Jeden Freitag stellt ein Rabbiner seine Gedanken zur Tora online vor. ACHTUNG: Ab 2. Oktober wird das „Wort zum #Schabbat“ auf die kürzeren Tage und den früheren Beginn des Schabbat umgestellt und beginnt dann Freitags bereits um 14 Uhr. Eine Anmeldung zur Live-Sendung ist jederzeit möglich unter ahavta.clickmeeting.com.
Heute sprach Landesrabbiner Alexander Nachama aus Erfurt über den Wochenabschnitt Haasinu, האזינו „Höret!“, 5. Buch Mose 32.

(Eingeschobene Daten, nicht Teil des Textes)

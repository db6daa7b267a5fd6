//! Easel engine crate.
//!
//! A small 2D rendering core over a GL-style GPU interface: shader programs,
//! vertex buffers and layouts, uniforms, canvas sizing and a one-draw scene,
//! plus the wgpu/winit runtime that hosts it and the instructional lessons
//! built on top.

pub mod canvas;
pub mod coords;
pub mod error;
pub mod gpu;
pub mod shader;

pub mod geometry;
pub mod layout;
pub mod program;
pub mod uniform;

pub mod interaction;
pub mod lesson;
pub mod scene;

pub mod core;
pub mod device;
pub mod logging;
pub mod window;
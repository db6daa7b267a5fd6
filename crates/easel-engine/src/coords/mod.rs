//! Coordinate and color types shared by the scene and the GPU backends.
//!
//! Canonical CPU space:
//! - Backing-store pixels
//! - Origin top-left
//! - +X right, +Y down
//!
//! Vertex shaders convert to clip space using the `u_resolution` uniform.

mod color;
mod rect;
mod vec2;

pub use color::ColorRgba;
pub use rect::Rect;
pub use vec2::Vec2;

Der Großteil dieses Tora-Abschnittes besteht aus einem poetischen Lied, das Mose und Josua vortragen. Mose ruft Himmel und Erde als Zeugen an und ermahnt das Volk: "Erinnert euch an die alten Tage / Bedenkt die Jahre der Generationen / Fragt euren Vater, und er wird es euch erzählen / eure Ältesten, und sie werden es euch berichten", wie G-tt sie in einer Wüste gegründet, sie zu einem Volk gemacht, sie als seine Eigen ausgesucht und ihnen ein fruchtbares Land vermacht hat.
Das Lied ist eine Prophezeiung der Zukunft der Juden – des Guten und weniger Guten – bis zum Ende der Zeit. Am Ende der Parascha gebietet G-tt, dass Mose den Berg Nebo erklimmt. Von dort kann er das Land Israel von ferne vor seinem Ableben sehen.